■ What the exercise asks
Look for the word "bucket" in the material below, then report each line where it occurs.
========
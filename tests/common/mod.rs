//! Shared fixtures for integration tests
#![allow(dead_code)]

use sanad::embedding::{EmbeddingCapability, EmbeddingError, EmbeddingProvider};
use sanad::search::{DocumentSearchService, IndexArtifacts};
use sanad::storage::{DocumentStore, StorageManager};
use std::path::Path;
use std::sync::atomic::{AtomicUsize, Ordering};
use std::sync::{Arc, Weak};

pub const DIMENSION: usize = 256;

/// Deterministic hashed bag-of-words embedding
///
/// Each lowercase alphanumeric token lands in a blake3-chosen bucket; the
/// vector is L2-normalized so documents sharing words end up close.
#[derive(Default)]
pub struct HashedProvider {
    pub texts_embedded: AtomicUsize,
}

impl HashedProvider {
    pub fn embedded(&self) -> usize {
        self.texts_embedded.load(Ordering::SeqCst)
    }
}

pub fn hashed_embedding(text: &str) -> Vec<f32> {
    let mut vector = vec![0.0f32; DIMENSION];
    for token in text
        .to_lowercase()
        .split(|c: char| !c.is_alphanumeric())
        .filter(|t| !t.is_empty())
    {
        let hash = blake3::hash(token.as_bytes());
        let bucket = u16::from_le_bytes([hash.as_bytes()[0], hash.as_bytes()[1]]) as usize;
        vector[bucket % DIMENSION] += 1.0;
    }

    let norm = vector.iter().map(|x| x * x).sum::<f32>().sqrt();
    if norm > 0.0 {
        vector.iter_mut().for_each(|x| *x /= norm);
    }
    vector
}

impl EmbeddingProvider for HashedProvider {
    fn embed(&self, texts: &[String]) -> Result<Vec<Vec<f32>>, EmbeddingError> {
        self.texts_embedded.fetch_add(texts.len(), Ordering::SeqCst);
        Ok(texts.iter().map(|text| hashed_embedding(text)).collect())
    }

    fn dimension(&self) -> usize {
        DIMENSION
    }

    fn model_name(&self) -> &str {
        "hashed-bow"
    }
}

/// Provider whose every call fails
pub struct FailingProvider;

impl EmbeddingProvider for FailingProvider {
    fn embed(&self, _texts: &[String]) -> Result<Vec<Vec<f32>>, EmbeddingError> {
        Err(EmbeddingError::GenerationError(
            "model crashed".to_string(),
        ))
    }

    fn dimension(&self) -> usize {
        DIMENSION
    }

    fn model_name(&self) -> &str {
        "failing"
    }
}

pub fn open_storage(dir: &Path) -> StorageManager {
    StorageManager::new(dir.to_path_buf(), Path::new("documents.sqlite"))
        .expect("Failed to open storage")
}

pub fn artifacts(dir: &Path) -> IndexArtifacts {
    IndexArtifacts::new(
        dir.join("index/documents_index.vec"),
        dir.join("index/documents_mapping.json"),
    )
}

/// Search service over `storage`, registered for post-commit rebuilds
pub fn search_service(
    storage: &StorageManager,
    provider: Arc<dyn EmbeddingProvider>,
) -> Arc<DocumentSearchService> {
    let store: Arc<dyn DocumentStore> = storage.documents.clone();
    let service = Arc::new(DocumentSearchService::new(
        store,
        EmbeddingCapability::Available(provider),
        artifacts(storage.base_path()),
    ));

    let observer: Weak<DocumentSearchService> = Arc::downgrade(&service);
    storage.documents.register_observer(observer);
    service
}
========
■ Output of the exercise
/// Each lowercase alphanumeric token lands in a blake3-chosen bucket; the
        let bucket = u16::from_le_bytes([hash.as_bytes()[0], hash.as_bytes()[1]]) as usize;
        vector[bucket % DIMENSION] += 1.0;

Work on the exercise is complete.